Есть стихи, которые хорошо брать с собой в дорогу, настолько связаны они с обликом и духом

страны. Таково творчество Эмиля Верхарна, крупнейшего поэта Бельгии. Я смотрю в окно, листаю книгу, и строки Верхарна словно вырастают из пейзажей. Кажется, не книга говорит со мной, а вон тот городок, сгрудившийся вокруг величавого собора, тополя над шлюзом, самоходная баржа, бредущая по каналу, коренастый шкипер на корме.
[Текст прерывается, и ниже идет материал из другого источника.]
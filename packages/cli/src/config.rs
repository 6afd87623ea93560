//! Where the store lives and which namespace to use.
//!
//! Each setting comes from the command line first, then the environment,
//! then a default.

use std::path::PathBuf;

use jsondb_core::{Mode, DELIMITER};

use crate::commands::Args;

pub const STORE_ENV: &str = "JSONDB_STORE";
pub const NAMESPACE_ENV: &str = "JSONDB_NAMESPACE";
pub const DEFAULT_NAMESPACE: &str = "root";
const DEFAULT_STORE_FILE: &str = "store.json";

#[derive(thiserror::Error, Debug)]
pub enum ConfigError {
    #[error("No store file given and no data directory could be determined; pass --store or set {STORE_ENV}")]
    NoStoreLocation,

    #[error("Could not create store directory {path}: {error}")]
    StoreDirectory {
        path: PathBuf,
        error: std::io::Error,
    },

    #[error("Invalid namespace {namespace:?}: {message}")]
    InvalidNamespace { namespace: String, message: String },
}

#[derive(Clone, Debug, PartialEq, Eq)]
pub struct Config {
    pub store_path: PathBuf,
    pub namespace: String,
    pub mode: Mode,
}

impl Config {
    /// Resolve against the process environment and the user's data directory.
    pub fn resolve(args: &Args) -> Result<Config, ConfigError> {
        let config = Self::resolve_with(args, |key| std::env::var(key).ok(), dirs::data_dir())?;

        if args.store.is_none() && std::env::var_os(STORE_ENV).is_none() {
            if let Some(parent) = config.store_path.parent() {
                std::fs::create_dir_all(parent).map_err(|error| ConfigError::StoreDirectory {
                    path: parent.to_path_buf(),
                    error,
                })?;
            }
        }

        Ok(config)
    }

    /// Resolve with an explicit environment lookup and data directory.
    pub fn resolve_with(
        args: &Args,
        env: impl Fn(&str) -> Option<String>,
        data_dir: Option<PathBuf>,
    ) -> Result<Config, ConfigError> {
        let store_path = match (&args.store, env(STORE_ENV)) {
            (Some(path), _) => path.clone(),
            (None, Some(path)) if !path.is_empty() => PathBuf::from(path),
            _ => data_dir
                .map(|dir| dir.join("jsondb").join(DEFAULT_STORE_FILE))
                .ok_or(ConfigError::NoStoreLocation)?,
        };

        let namespace = match (&args.namespace, env(NAMESPACE_ENV)) {
            (Some(ns), _) => ns.clone(),
            (None, Some(ns)) if !ns.is_empty() => ns,
            _ => DEFAULT_NAMESPACE.to_string(),
        };
        if namespace.is_empty() {
            return Err(ConfigError::InvalidNamespace {
                namespace,
                message: "namespace must not be empty".to_string(),
            });
        }
        if namespace.contains(DELIMITER) {
            return Err(ConfigError::InvalidNamespace {
                namespace,
                message: format!("namespace must not contain {:?}", DELIMITER),
            });
        }

        let mode = if args.read_only { Mode::R } else { Mode::WR };

        Ok(Config {
            store_path,
            namespace,
            mode,
        })
    }
}
//! Deleting a node and cleaning up the directories it leaves empty.

use jsondb_flat_store::FlatStore;

use crate::directory::{read_listing, write_listing};
use crate::kind::Property;
use crate::path::parent_of;
use crate::Error;

/// Delete the value and KindTag stored at `path` itself.
///
/// Descendants of a Directory are left where they are; they simply stop
/// being listed anywhere.
pub(crate) fn delete_header<S: FlatStore + ?Sized>(store: &mut S, path: &str) -> Result<(), Error> {
    store.delete_key(path)?;
    store.delete_key(&Property::Type.key_for(path))?;
    Ok(())
}

/// Delete `path`'s header, then unlist it from its parent.
///
/// A parent whose listing becomes empty loses its own header too, and the
/// walk repeats one level up. It stops at the first ancestor that still has
/// children, at an ancestor with no readable listing, or when there is no
/// delimiter left to strip. Listings are read from the store, never from a
/// pending batch. Returns the number of ancestors removed.
pub(crate) fn remove<S: FlatStore + ?Sized>(store: &mut S, path: &str) -> Result<usize, Error> {
    delete_header(store, path)?;

    let mut removed = 0;
    let mut current = path.to_string();
    while let Some(parent) = parent_of(&current) {
        let parent = parent.to_string();

        let mut listing = match read_listing(store, &parent)? {
            Some(listing) => listing,
            None => break,
        };

        match listing.iter().position(|child| *child == current) {
            Some(i) => {
                listing.remove(i);
            }
            None => {
                log::debug!("{} is not listed under {}, stopping", current, parent);
                break;
            }
        }

        if !listing.is_empty() {
            write_listing(store, &parent, &listing)?;
            break;
        }

        log::debug!("{} is now empty, removing it", parent);
        delete_header(store, &parent)?;
        removed += 1;
        current = parent;
    }

    Ok(removed)
}
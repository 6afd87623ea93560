//! In-memory flat store.

use std::collections::BTreeMap;

use crate::{FlatStore, FlatStoreError};

/// A flat store held entirely in memory.
///
/// Keys are kept in an ordered map so dumps of the raw layout are stable.
/// `save()` has nothing to make durable; it only counts how often it was
/// asked to, which lets callers check the once-per-batch contract.
///
/// # Example
///
/// ```rust
/// use jsondb_flat_store::{FlatStore, InMemoryFlatStore};
///
/// let mut store = InMemoryFlatStore::new();
/// store.set_string("name", "\"Alice\"").unwrap();
/// assert!(store.contains_key("name"));
/// assert_eq!(store.save_count(), 0);
/// ```
#[derive(Clone, Debug, Default)]
pub struct InMemoryFlatStore {
    data: BTreeMap<String, String>,
    saves: usize,
}

impl InMemoryFlatStore {
    /// Create a new empty in-memory store.
    pub fn new() -> Self {
        Self::default()
    }

    /// Create a store with initial entries.
    pub fn with_data(data: BTreeMap<String, String>) -> Self {
        Self { data, saves: 0 }
    }

    /// All keys currently stored, in sorted order.
    pub fn keys(&self) -> impl Iterator<Item = &str> {
        self.data.keys().map(String::as_str)
    }

    /// Borrow the raw entries.
    pub fn entries(&self) -> &BTreeMap<String, String> {
        &self.data
    }

    pub fn contains_key(&self, key: &str) -> bool {
        self.data.contains_key(key)
    }

    pub fn len(&self) -> usize {
        self.data.len()
    }

    pub fn is_empty(&self) -> bool {
        self.data.is_empty()
    }

    /// Number of times `save()` has been called.
    pub fn save_count(&self) -> usize {
        self.saves
    }
}

impl FlatStore for InMemoryFlatStore {
    fn get_string(&mut self, key: &str) -> Result<Option<String>, FlatStoreError> {
        Ok(self.data.get(key).cloned())
    }

    fn set_string(&mut self, key: &str, value: &str) -> Result<(), FlatStoreError> {
        self.data.insert(key.to_string(), value.to_string());
        Ok(())
    }

    fn delete_key(&mut self, key: &str) -> Result<(), FlatStoreError> {
        self.data.remove(key);
        Ok(())
    }

    fn save(&mut self) -> Result<(), FlatStoreError> {
        self.saves += 1;
        Ok(())
    }
}

#[cfg(test)]
mod tests {
    use super::*;

    #[test]
    fn basic_set_get() {
        let mut store = InMemoryFlatStore::new();

        store.set_string("foo", "\"bar\"").unwrap();

        assert_eq!(store.get_string("foo").unwrap().as_deref(), Some("\"bar\""));
        assert_eq!(store.len(), 1);
    }

    #[test]
    fn read_nonexistent_returns_none() {
        let mut store = InMemoryFlatStore::new();
        assert_eq!(store.get_string("nonexistent").unwrap(), None);
    }

    #[test]
    fn overwrite_works() {
        let mut store = InMemoryFlatStore::new();

        store.set_string("value", "1").unwrap();
        store.set_string("value", "2").unwrap();

        assert_eq!(store.get_string("value").unwrap().as_deref(), Some("2"));
        assert_eq!(store.len(), 1);
    }

    #[test]
    fn delete_missing_key_is_noop() {
        let mut store = InMemoryFlatStore::new();
        store.set_string("kept", "true").unwrap();

        store.delete_key("missing").unwrap();
        store.delete_key("kept").unwrap();

        assert!(store.is_empty());
    }

    #[test]
    fn keys_are_sorted() {
        let mut store = InMemoryFlatStore::new();
        store.set_string("b", "1").unwrap();
        store.set_string("a", "2").unwrap();
        store.set_string("TYPE:a", "111").unwrap();

        let keys: Vec<&str> = store.keys().collect();
        assert_eq!(keys, vec!["TYPE:a", "a", "b"]);
    }

    #[test]
    fn save_is_counted() {
        let mut store = InMemoryFlatStore::new();
        store.save().unwrap();
        store.save().unwrap();
        assert_eq!(store.save_count(), 2);
    }

    #[test]
    fn with_data_constructor() {
        let mut data = BTreeMap::new();
        data.insert("key".to_string(), "\"value\"".to_string());

        let mut store = InMemoryFlatStore::with_data(data);

        assert!(store.contains_key("key"));
        assert_eq!(store.get_string("key").unwrap().as_deref(), Some("\"value\""));
    }
}
//! Flat key/value backends for jsondb.
//!
//! This is the narrow waist under the jsondb tree engine. Everything at this
//! level is a flat string key mapped to a string value - no nesting, no
//! ordering, no notion of directories. The tree engine in `jsondb-core` builds
//! paths, directories and leaves on top of these four operations.
//!
//! Use this layer for:
//! - Plugging jsondb onto an existing preferences/settings store
//! - Inspecting the raw flat layout a document was decomposed into
//!
//! # Example
//!
//! ```rust
//! use jsondb_flat_store::{FlatStore, FlatStoreError, InMemoryFlatStore};
//!
//! fn remember(store: &mut dyn FlatStore, name: &str) -> Result<(), FlatStoreError> {
//!     store.set_string("user", name)?;
//!     store.save()
//! }
//!
//! let mut store = InMemoryFlatStore::new();
//! remember(&mut store, "\"Alice\"").unwrap();
//! assert_eq!(store.get_string("user").unwrap().as_deref(), Some("\"Alice\""));
//! ```

mod error;
pub mod in_memory;
pub mod json_file;
mod traits;

pub use error::FlatStoreError;
pub use in_memory::InMemoryFlatStore;
pub use json_file::JsonFileFlatStore;
pub use traits::FlatStore;
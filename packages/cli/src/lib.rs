//! # jsondb-cli
//!
//! Command-line access to a jsondb namespace kept in a single JSON file.
//!
//! ## Usage
//!
//! ```bash
//! # Write a document, read it back, inspect the flat layout
//! jsondb put player '{"name": "Alice", "items": ["sword"]}'
//! jsondb get player
//! jsondb get 'player\items' --kind
//! jsondb keys
//!
//! # Use another file or namespace
//! jsondb --store ./prefs.json --namespace save1 root
//! JSONDB_STORE=./prefs.json jsondb del 'player\name'
//! ```

pub mod commands;
pub mod config;

pub use commands::{run, Args, Command, CommandError};
pub use config::{Config, ConfigError};
//! Error types for the flat layer.
//!
//! Errors at this level are transport-focused. A missing key is not an error
//! (reads return `Ok(None)`); neither is a value the tree engine cannot make
//! sense of - that belongs in higher layers.

/// Errors at the flat key/value layer.
#[derive(thiserror::Error, Debug)]
pub enum FlatStoreError {
    /// Generic I/O or transport failure.
    #[error("transport error: {0}")]
    Transport(#[from] std::io::Error),

    /// The persisted store file could not be (de)serialized.
    #[error("store file serialization error: {0}")]
    Serialization(#[from] serde_json::Error),

    /// The location a store was asked to live at cannot hold one.
    #[error("An error occurred trying to use the store location {path}: {message}")]
    LocationInvalid {
        path: std::path::PathBuf,
        message: String,
    },
}
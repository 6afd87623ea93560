//! Path strings: building them from segments and taking them apart.
//!
//! A path is a flat string of segments joined by [`DELIMITER`]. The first
//! segment is the namespace root. Array elements get an index segment like
//! `[3]`. Segment names must never contain the delimiter themselves; that is
//! a caller contract and it is not validated here.

use lazy_static::lazy_static;
use regex::Regex;

/// The reserved character joining path segments.
pub const DELIMITER: char = '\\';

/// Join a child segment onto a parent path.
pub fn make_path(parent: &str, child: &str) -> String {
    format!("{}{}{}", parent, DELIMITER, child)
}

/// Build the path of array element `index` under `parent`.
pub fn make_array(parent: &str, index: usize) -> String {
    format!("{}{}[{}]", parent, DELIMITER, index)
}

/// Everything before the last delimiter, or `None` at a namespace root.
pub fn parent_of(path: &str) -> Option<&str> {
    path.rfind(DELIMITER).map(|i| &path[..i])
}

/// The trailing segment of `path` (the whole path when it has no delimiter).
pub fn leaf_name(path: &str) -> &str {
    match path.rfind(DELIMITER) {
        Some(i) => &path[i + DELIMITER.len_utf8()..],
        None => path,
    }
}

/// Whether `child` sits somewhere below `parent`.
pub fn is_descendant(parent: &str, child: &str) -> bool {
    child.len() > parent.len() + DELIMITER.len_utf8()
        && child.starts_with(parent)
        && child[parent.len()..].starts_with(DELIMITER)
}

/// Whether a segment name reads as an array index when rebuilding a document.
///
/// Only a single digit in brackets counts: `[0]` through `[9]`. `[10]` does
/// not, so a stored array of more than ten elements comes back as an object.
/// Stored data depends on this; widening it would change how existing
/// directories are rebuilt.
pub fn is_array_index_name(name: &str) -> bool {
    lazy_static! {
        static ref ARRAY_INDEX_NAME: Regex = Regex::new(r"^\[[0-9]\]$").unwrap();
    }

    ARRAY_INDEX_NAME.is_match(name)
}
В далеком Брюгге мост Зеркал

Ему сверкал;

Мосты Ткачей и Мясников,

Мост Деревянных Башмаков…

Мост Крепостной и мост Рыданий,

Мост Францисканцев, мост Прощаний,

Лохмотьев мост и мост Сирот —

Он знает их наперечет.

Верхарн и сам знал мосты Бельгии, ее потоки, ее города и селения, ее песни, легенды родной страны и бурную ее историю, злодеев и витязей. Фламандец родом, он писал на родном языке и на французском, понимал всю Бельгию, любовался ею и болел за нее, мечтал о ее будущем. Стихи Верхарна — своего рода поэтическая энциклопедия страны.

Он часто обращался к прошлому — и тогда его творчество обретало выпуклую, сочную живописность образов Рубенса. Оживает в стихах Уленшпигель, кипит боевой задор гезов. Рисует Верхарн пейзаж или бытовую сценку — все у него по-фламандски весомо, зримо, контрастно.

Вот славный город с тихими домами,

Где кровля каждая над узкими дверями

На солнышке блестит, просмолена.

Вверху колокола с рассвета дотемна

Так монотонно

Плетут все ту же сеть из тех же бедных звонов.

Точно такой городок промелькнул сейчас за окном… А теперь к самой насыпи вынеслись добротные зажиточные фермы. Перед каждой среди подстриженных кустиков ее уменьшенная копия — домик-кормушка для птиц. И поэт открывает ворота, показывает богатство фермера: лоснящихся коров, парное пенистое молоко, полные кормушки. Слышно, как звенит тугая струя в ведре у доярки. А труд в пекарне, «плоть мягкую хлебов», Верхарн изобразил так, что ощущаешь и запахи, и печной жар. Вспоминаются натюрморты современника Рубенса — Франса Снайдерса, аппетитное изобилие яств на его полотнах.

Но Верхарн — поэт нашего века. Он остро сознавал, что сытая, богатая Бельгия — это далеко не вся Бельгия. Он развенчивал скопидомство, стяжательство, духовное убожество толстосумов. Их дома-кубышки были перед глазами Верхарна, когда он писал:

Вы жирное житье в себе замуровали

С его добротностью скупой

И спесью жадной и тупой,

И затхлой плесенью затверженной морали.

Едкого сарказма полно стихотворение «Золото».